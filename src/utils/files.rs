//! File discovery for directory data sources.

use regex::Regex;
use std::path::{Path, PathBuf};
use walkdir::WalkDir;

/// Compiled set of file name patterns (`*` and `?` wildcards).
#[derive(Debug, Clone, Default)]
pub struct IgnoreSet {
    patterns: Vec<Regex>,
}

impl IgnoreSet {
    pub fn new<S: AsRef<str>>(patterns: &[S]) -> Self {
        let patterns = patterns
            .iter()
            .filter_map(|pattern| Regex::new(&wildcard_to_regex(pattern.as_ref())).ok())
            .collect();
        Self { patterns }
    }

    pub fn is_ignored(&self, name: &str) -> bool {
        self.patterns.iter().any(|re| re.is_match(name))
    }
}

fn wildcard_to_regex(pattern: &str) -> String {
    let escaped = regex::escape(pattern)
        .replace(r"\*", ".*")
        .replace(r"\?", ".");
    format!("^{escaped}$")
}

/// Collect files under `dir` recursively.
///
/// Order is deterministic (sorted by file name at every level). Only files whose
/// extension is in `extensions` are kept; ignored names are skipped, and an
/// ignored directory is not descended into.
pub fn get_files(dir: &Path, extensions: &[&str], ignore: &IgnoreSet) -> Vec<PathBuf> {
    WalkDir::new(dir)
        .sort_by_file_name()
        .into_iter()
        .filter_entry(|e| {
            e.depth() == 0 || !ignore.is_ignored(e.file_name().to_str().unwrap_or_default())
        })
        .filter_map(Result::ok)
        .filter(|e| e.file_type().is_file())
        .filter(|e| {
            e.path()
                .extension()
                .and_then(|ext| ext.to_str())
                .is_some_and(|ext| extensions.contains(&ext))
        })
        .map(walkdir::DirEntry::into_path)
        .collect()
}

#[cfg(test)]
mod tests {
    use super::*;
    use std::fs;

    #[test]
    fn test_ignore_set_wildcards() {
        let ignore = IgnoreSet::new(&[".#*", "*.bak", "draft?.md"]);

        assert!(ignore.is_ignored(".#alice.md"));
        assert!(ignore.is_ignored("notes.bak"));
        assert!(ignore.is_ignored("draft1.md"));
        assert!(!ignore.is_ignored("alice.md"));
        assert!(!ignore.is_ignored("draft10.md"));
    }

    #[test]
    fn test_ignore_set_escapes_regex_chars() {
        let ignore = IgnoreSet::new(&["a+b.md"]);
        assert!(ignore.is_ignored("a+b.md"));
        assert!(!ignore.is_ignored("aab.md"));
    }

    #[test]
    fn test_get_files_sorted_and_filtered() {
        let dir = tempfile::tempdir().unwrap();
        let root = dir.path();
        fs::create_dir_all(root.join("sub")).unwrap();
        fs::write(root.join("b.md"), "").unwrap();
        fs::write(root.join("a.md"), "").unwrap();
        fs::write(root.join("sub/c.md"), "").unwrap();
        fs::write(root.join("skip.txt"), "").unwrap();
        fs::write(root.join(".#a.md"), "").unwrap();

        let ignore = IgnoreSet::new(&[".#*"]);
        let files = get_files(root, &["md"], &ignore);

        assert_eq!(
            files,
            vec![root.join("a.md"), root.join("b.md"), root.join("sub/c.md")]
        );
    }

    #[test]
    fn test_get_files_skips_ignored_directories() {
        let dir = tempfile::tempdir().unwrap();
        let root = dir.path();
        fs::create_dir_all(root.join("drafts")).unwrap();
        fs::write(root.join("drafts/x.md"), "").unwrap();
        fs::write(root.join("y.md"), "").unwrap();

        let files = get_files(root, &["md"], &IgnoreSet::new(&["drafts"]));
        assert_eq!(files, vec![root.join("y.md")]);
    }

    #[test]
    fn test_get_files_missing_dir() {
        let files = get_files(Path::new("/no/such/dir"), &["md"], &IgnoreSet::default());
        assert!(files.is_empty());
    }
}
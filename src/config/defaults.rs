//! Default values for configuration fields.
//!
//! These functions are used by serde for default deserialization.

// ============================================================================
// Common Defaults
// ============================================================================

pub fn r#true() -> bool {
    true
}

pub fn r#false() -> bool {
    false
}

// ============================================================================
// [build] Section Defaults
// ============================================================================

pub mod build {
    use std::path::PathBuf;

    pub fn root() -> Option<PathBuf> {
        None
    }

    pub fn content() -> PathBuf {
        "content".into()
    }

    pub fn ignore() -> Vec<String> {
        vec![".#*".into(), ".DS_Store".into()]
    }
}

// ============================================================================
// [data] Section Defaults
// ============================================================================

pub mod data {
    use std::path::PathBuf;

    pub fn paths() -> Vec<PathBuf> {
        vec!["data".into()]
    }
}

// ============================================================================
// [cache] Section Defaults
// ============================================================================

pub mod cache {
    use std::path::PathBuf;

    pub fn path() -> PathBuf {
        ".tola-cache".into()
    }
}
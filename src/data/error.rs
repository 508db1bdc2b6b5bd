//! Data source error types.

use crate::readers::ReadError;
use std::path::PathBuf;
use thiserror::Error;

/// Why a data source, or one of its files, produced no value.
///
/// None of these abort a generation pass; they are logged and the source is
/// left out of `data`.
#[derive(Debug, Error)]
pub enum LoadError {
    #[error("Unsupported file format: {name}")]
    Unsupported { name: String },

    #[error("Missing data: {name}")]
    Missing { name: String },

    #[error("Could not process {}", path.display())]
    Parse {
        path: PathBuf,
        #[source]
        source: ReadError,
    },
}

____

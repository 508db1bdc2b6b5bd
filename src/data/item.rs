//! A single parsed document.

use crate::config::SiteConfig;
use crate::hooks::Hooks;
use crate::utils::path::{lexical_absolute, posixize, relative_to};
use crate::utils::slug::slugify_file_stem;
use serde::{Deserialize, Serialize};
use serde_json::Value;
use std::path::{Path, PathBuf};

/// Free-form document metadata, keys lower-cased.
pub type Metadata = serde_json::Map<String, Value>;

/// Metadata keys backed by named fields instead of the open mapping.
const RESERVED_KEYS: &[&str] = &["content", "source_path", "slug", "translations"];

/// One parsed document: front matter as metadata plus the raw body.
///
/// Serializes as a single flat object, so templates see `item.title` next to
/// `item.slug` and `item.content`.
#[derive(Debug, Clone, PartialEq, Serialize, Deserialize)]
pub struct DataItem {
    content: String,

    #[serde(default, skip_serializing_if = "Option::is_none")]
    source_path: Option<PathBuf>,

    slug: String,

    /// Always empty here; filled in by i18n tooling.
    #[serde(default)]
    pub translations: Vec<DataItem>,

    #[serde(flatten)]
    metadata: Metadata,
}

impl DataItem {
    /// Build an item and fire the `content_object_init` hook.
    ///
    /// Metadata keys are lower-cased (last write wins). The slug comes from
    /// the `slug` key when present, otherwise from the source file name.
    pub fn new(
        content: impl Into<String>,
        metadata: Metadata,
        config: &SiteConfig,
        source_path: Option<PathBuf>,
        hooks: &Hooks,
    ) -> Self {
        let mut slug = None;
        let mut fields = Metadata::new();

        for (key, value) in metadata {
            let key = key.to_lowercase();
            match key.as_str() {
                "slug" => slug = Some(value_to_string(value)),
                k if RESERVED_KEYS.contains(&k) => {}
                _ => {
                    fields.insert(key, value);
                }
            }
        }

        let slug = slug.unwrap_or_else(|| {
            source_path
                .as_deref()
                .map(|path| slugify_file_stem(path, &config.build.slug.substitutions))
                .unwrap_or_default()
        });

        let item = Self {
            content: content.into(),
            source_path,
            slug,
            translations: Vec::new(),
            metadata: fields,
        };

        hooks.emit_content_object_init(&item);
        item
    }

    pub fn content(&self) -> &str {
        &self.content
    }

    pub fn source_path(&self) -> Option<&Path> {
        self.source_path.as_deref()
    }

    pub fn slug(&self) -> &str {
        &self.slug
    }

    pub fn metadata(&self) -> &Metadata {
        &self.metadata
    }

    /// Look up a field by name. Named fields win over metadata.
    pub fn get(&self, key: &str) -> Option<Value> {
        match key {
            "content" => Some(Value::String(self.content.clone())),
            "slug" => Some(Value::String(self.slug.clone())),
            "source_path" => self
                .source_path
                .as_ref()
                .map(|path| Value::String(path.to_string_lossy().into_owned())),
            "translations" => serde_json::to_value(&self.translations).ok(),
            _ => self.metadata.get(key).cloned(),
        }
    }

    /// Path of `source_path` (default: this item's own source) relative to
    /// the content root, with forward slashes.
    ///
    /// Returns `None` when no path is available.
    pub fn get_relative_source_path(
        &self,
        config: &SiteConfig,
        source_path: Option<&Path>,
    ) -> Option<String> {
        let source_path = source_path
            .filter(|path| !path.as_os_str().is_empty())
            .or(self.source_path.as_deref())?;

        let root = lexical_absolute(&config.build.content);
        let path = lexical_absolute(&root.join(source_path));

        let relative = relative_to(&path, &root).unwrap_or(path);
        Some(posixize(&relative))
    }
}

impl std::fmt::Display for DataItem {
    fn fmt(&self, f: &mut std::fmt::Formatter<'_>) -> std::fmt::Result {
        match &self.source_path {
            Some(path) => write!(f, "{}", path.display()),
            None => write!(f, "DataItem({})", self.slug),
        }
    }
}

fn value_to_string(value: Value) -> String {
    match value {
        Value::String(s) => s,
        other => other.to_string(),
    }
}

____

• _The problem_
Could you give the number of lines in the entries that contain the string "parsed"? Only the number, please.

• _Reply_
2